C’est un peu le cas de la Liane, dont l’étroite échappée sur l’Océan ne présente qu’une largeur de 800 à 900 mètres entre les deux falaises, aujourd’hui en partie écroulées, qui dominent le port et la ville de Boulogne et qui portaient jadis, l’une au Nord la Tour d’Ordre, l’autre au Sud le fort de Châtillon. Cette ouverture était certainement beaucoup plus évasée autrefois ; et, depuis les quinze ou vingt siècles qui nous séparent de l’époque romaine, ces deux pylônes, qui étaient comme des môles avancés à l’entrée de la vieille Liane, se sont peu à peu émoussés.

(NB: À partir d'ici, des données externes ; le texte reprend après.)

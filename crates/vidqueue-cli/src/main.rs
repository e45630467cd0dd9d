use std::collections::HashMap;
use std::path::{Path, PathBuf};
use std::process::ExitCode;
use std::sync::Arc;

use anyhow::{Context, Result, bail};
use bytesize::ByteSize;
use clap::{Args, Parser, Subcommand};
use tokio::io::{AsyncBufRead, AsyncBufReadExt, BufReader};
use tokio::sync::broadcast;
use tracing::debug;
use tracing_subscriber::{EnvFilter, layer::SubscriberExt, util::SubscriberInitExt};

use vidqueue_core::impls::BroadcastEventSink;
use vidqueue_core::{
    ItemId, ItemStatus, ManagerHandle, MediaFile, QueueEvent, TransferOutcome, UploadError,
    UploaderBuilder, UploaderConfig, WorkItem,
};

#[derive(Parser)]
#[command(name = "vidqueue", version)]
#[command(about = "Upload videos one at a time, in the order they were added")]
struct Cli {
    #[command(subcommand)]
    command: Commands,
}

#[derive(Subcommand)]
enum Commands {
    /// Queue files and upload them sequentially.
    ///
    /// Exits non-zero if any file was rejected, unreadable, or failed.
    Upload {
        #[command(flatten)]
        destination: Destination,

        /// Hold each item in `processing` until reported done (interactive `done`/`fail`).
        #[arg(long)]
        await_processing: bool,

        /// Keep a prompt open to list, add, retry and remove items.
        #[arg(long, short)]
        interactive: bool,

        #[arg(required_unless_present = "interactive")]
        files: Vec<PathBuf>,
    },

    /// Validate and print the resolved configuration.
    CheckConfig {
        #[command(flatten)]
        destination: Destination,
    },
}

#[derive(Args)]
struct Destination {
    /// TOML config file.
    #[arg(long, short)]
    config: Option<PathBuf>,

    /// Overrides `endpoint` from the config file.
    #[arg(long)]
    endpoint: Option<String>,

    /// Overrides `channel_id` from the config file.
    #[arg(long)]
    channel: Option<String>,
}

impl Destination {
    fn resolve(&self) -> Result<UploaderConfig> {
        let mut config = match &self.config {
            Some(path) => UploaderConfig::load(path)
                .with_context(|| format!("loading {}", path.display()))?,
            None => UploaderConfig::new(String::new(), String::new()),
        };
        if let Some(endpoint) = &self.endpoint {
            config.endpoint = endpoint.clone();
        }
        if let Some(channel) = &self.channel {
            config.channel_id = channel.clone();
        }
        config.validate()?;
        Ok(config)
    }
}

#[tokio::main]
async fn main() -> ExitCode {
    init_logging();

    match run(Cli::parse()).await {
        Ok(code) => code,
        Err(err) => {
            eprintln!("error: {err:#}");
            ExitCode::FAILURE
        }
    }
}

async fn run(cli: Cli) -> Result<ExitCode> {
    match cli.command {
        Commands::Upload {
            destination,
            await_processing,
            interactive,
            files,
        } => {
            let mut config = destination.resolve()?;
            config.await_processing |= await_processing;
            upload(config, files, interactive).await
        }
        Commands::CheckConfig { destination } => {
            let config = destination.resolve()?;
            print!("{}", config.to_toml_string()?);
            Ok(ExitCode::SUCCESS)
        }
    }
}

async fn upload(config: UploaderConfig, paths: Vec<PathBuf>, interactive: bool) -> Result<ExitCode> {
    let sink = Arc::new(BroadcastEventSink::default());
    let printer = tokio::spawn(print_events(sink.subscribe()));

    let manager = UploaderBuilder::new(config).event_sink(sink).build()?;
    let handle = manager.handle();

    let mut tally = Tally::default();
    for path in &paths {
        if let Err(err) = tally.add(&handle, path).await {
            eprintln!("skipping {}: {err:#}", path.display());
        }
    }

    if interactive {
        prompt(&handle, BufReader::new(tokio::io::stdin()), &mut tally).await?;
    }

    let items = handle.wait_until_idle().await?;
    manager.shutdown().await;
    // the sink is gone with the manager, so the printer drains and stops
    if let Err(err) = printer.await {
        debug!(error = %err, "event printer ended abnormally");
    }

    let failed = summarize(&items, tally.not_queued());
    if failed > 0 || tally.not_queued() > 0 {
        Ok(ExitCode::FAILURE)
    } else {
        Ok(ExitCode::SUCCESS)
    }
}

/// Files that never made it into the queue, from the command line and the prompt.
#[derive(Debug, Default)]
struct Tally {
    rejected: usize,
    skipped: usize,
}

impl Tally {
    /// Enqueue one path. Every error is counted before it is returned.
    async fn add(&mut self, handle: &ManagerHandle, path: &Path) -> Result<()> {
        let file = match MediaFile::from_path(path).await {
            Ok(file) => file,
            Err(err) => {
                self.skipped += 1;
                return Err(err).with_context(|| format!("cannot open {}", path.display()));
            }
        };
        match handle.enqueue_one(file).await {
            Ok(_) => Ok(()),
            Err(err @ UploadError::Validation(_)) => {
                // already printed by the event printer
                self.rejected += 1;
                debug!(error = %err, "file refused");
                Ok(())
            }
            Err(err) => {
                self.skipped += 1;
                Err(err.into())
            }
        }
    }

    fn not_queued(&self) -> usize {
        self.rejected + self.skipped
    }
}

async fn print_events(mut events: broadcast::Receiver<QueueEvent>) {
    let mut names: HashMap<ItemId, String> = HashMap::new();
    let mut shown: HashMap<ItemId, u8> = HashMap::new();

    loop {
        let event = match events.recv().await {
            Ok(event) => event,
            Err(broadcast::error::RecvError::Lagged(n)) => {
                debug!(skipped = n, "event printer lagging");
                continue;
            }
            Err(broadcast::error::RecvError::Closed) => break,
        };
        match &event {
            QueueEvent::Enqueued { id, name: file } => {
                names.insert(*id, file.clone());
                println!("queued     {file} ({id})");
            }
            QueueEvent::Rejected { reason, .. } => println!("rejected   {reason}"),
            QueueEvent::Started { id, attempt } => {
                shown.insert(*id, 0);
                match attempt {
                    1 => println!("uploading  {}", label(&names, id)),
                    n => println!("uploading  {} (attempt {n})", label(&names, id)),
                }
            }
            QueueEvent::Progress { id, percent } => {
                // one line per 10%
                let last = shown.entry(*id).or_insert(0);
                if percent / 10 > *last / 10 {
                    *last = *percent;
                    println!("           {} {percent}%", label(&names, id));
                }
            }
            QueueEvent::Processing { id } => println!("processing {}", label(&names, id)),
            QueueEvent::Completed { id } => println!("done       {}", label(&names, id)),
            QueueEvent::Failed { id, detail } => println!("failed     {}: {detail}", label(&names, id)),
            QueueEvent::Retried { id } => println!("retrying   {}", label(&names, id)),
            QueueEvent::Removed { id } => println!("removed    {}", label(&names, id)),
            QueueEvent::Idle => {}
        }
    }
}

fn label(names: &HashMap<ItemId, String>, id: &ItemId) -> String {
    names.get(id).cloned().unwrap_or_else(|| id.to_string())
}

const HELP: &str = "\
commands:
  list                 show the queue
  add <path>           queue another file
  retry <id>           requeue a failed item
  remove <id>          drop an item that is not uploading
  done <id>            server-side processing finished
  fail <id> <message>  server-side processing failed
  quit                 stop prompting and wait for the queue to drain";

async fn prompt<R>(handle: &ManagerHandle, input: R, tally: &mut Tally) -> Result<()>
where
    R: AsyncBufRead + Unpin,
{
    println!("{HELP}");
    let mut lines = input.lines();

    while let Some(line) = lines.next_line().await? {
        let mut words = line.split_whitespace();
        let Some(command) = words.next() else {
            continue;
        };
        let arg = words.next();
        let rest = words.collect::<Vec<_>>().join(" ");

        let result = match (command, arg) {
            ("quit" | "exit" | "q", _) => break,
            ("help" | "?", _) => {
                println!("{HELP}");
                Ok(())
            }
            ("list" | "ls", _) => list(handle).await,
            ("add", Some(path)) => tally.add(handle, Path::new(path)).await,
            ("retry", Some(id)) => retry(handle, id).await,
            ("remove" | "rm", Some(id)) => remove(handle, id).await,
            ("done", Some(id)) => finish(handle, id, TransferOutcome::success()).await,
            ("fail", Some(id)) => finish(handle, id, TransferOutcome::rejected(rest)).await,
            _ => Err(anyhow::anyhow!("unknown command '{}', try 'help'", line.trim())),
        };
        if let Err(err) = result {
            println!("error: {err:#}");
        }
    }
    Ok(())
}

async fn list(handle: &ManagerHandle) -> Result<()> {
    let items = handle.list().await?;
    if items.is_empty() {
        println!("queue is empty");
    }
    for item in &items {
        println!("{}", describe(item));
    }
    Ok(())
}

async fn retry(handle: &ManagerHandle, id: &str) -> Result<()> {
    handle.retry(parse_id(id)?).await?;
    Ok(())
}

async fn remove(handle: &ManagerHandle, id: &str) -> Result<()> {
    handle.remove(parse_id(id)?).await?;
    Ok(())
}

async fn finish(handle: &ManagerHandle, id: &str, outcome: TransferOutcome) -> Result<()> {
    handle.finish_processing(parse_id(id)?, outcome).await?;
    Ok(())
}

fn parse_id(raw: &str) -> Result<ItemId> {
    if raw.trim().is_empty() {
        bail!("missing item id");
    }
    Ok(raw.parse()?)
}

fn describe(item: &WorkItem) -> String {
    let mut line = format!(
        "{}  {:<10}  {:>9}  {}  [{}]",
        item.id(),
        item.status(),
        ByteSize::b(item.payload().size()).to_string(),
        item.payload().name(),
        item.stage_label(),
    );
    if let Some(detail) = item.error_detail() {
        line.push_str(&format!(": {detail}"));
    }
    line
}

/// Print the final table. Returns the number of items in `error`.
fn summarize(items: &[WorkItem], not_queued: usize) -> usize {
    let count = |status: ItemStatus| items.iter().filter(|i| i.status() == status).count();
    let (completed, failed) = (count(ItemStatus::Completed), count(ItemStatus::Error));

    println!();
    for item in items {
        println!("{}", describe(item));
    }
    println!("{completed} uploaded, {failed} failed, {not_queued} not queued");
    failed
}

/// Initialize logging with tracing. Logs go to stderr; stdout carries progress.
fn init_logging() {
    let filter =
        EnvFilter::try_from_default_env().unwrap_or_else(|_| EnvFilter::new("vidqueue=warn"));

    tracing_subscriber::registry()
        .with(filter)
        .with(tracing_subscriber::fmt::layer().with_writer(std::io::stderr))
        .init();
}
//! Ports - the seams of the queue manager.
//!
//! Each trait hides something the core does not own: time, id allocation,
//! the network transfer, and whoever watches the queue.

pub mod clock;
pub mod event_sink;
pub mod id_generator;
pub mod transfer;

pub use self::clock::{Clock, FixedClock, SystemClock};
pub use self::event_sink::{EventSink, NoopEventSink};
pub use self::id_generator::{IdGenerator, UlidGenerator};
pub use self::transfer::{ProgressReporter, TransferExecutor, TransferRequest};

La rade s’est trouvée plus à découvert. La grande pointe de la Crèche a été sapée par les vagues et les blocs noyés que la sonde rencontre à quelques centaines de mètres au large en sont les débris. Au Sud, à côté du cap d’Alpreck, les rochers d’Heurt et d’Inheurt, qui forment de petits îlots avancés et qui constituent des écueils assez dangereux pour le petit havre du Portel, sont aussi des fragmens détachés de l’ancienne falaise. Toute cette partie de la côte s’est donc modifiée d’une manière très sensible depuis quelques siècles seulement. Nulle part ne s’est réalisée d’une manière plus saisissante cette loi générale qui préside à la transformation due à l’action double et contraire du fleuve et de la mer, et que l’on peut formuler de la manière suivante : « Les pointes s’émoussent et reculent, les anses se comblent et s’avancent. » Il est donc très probable, pour ne pas dire certain, qu’à l’époque romaine, les deux grands contreforts, qui formaient les bajoyers gigantesques de la « cluse » de la Liane, étaient plus avancés en merde 700 à 800 mètres, que l’estuaire présentait alors une largeur à peu près triple de celle de nos jours, et que tous les navires de mer pouvaient remonter sans difficulté jusqu’à Isques, c’est-à-dire à sept kilomètres de l’embouchure actuelle.

Il est en outre très intéressant de remarquer que quelques cartulaires du moyen âge mentionnaient Isques sous le nom « d’Isquesport, »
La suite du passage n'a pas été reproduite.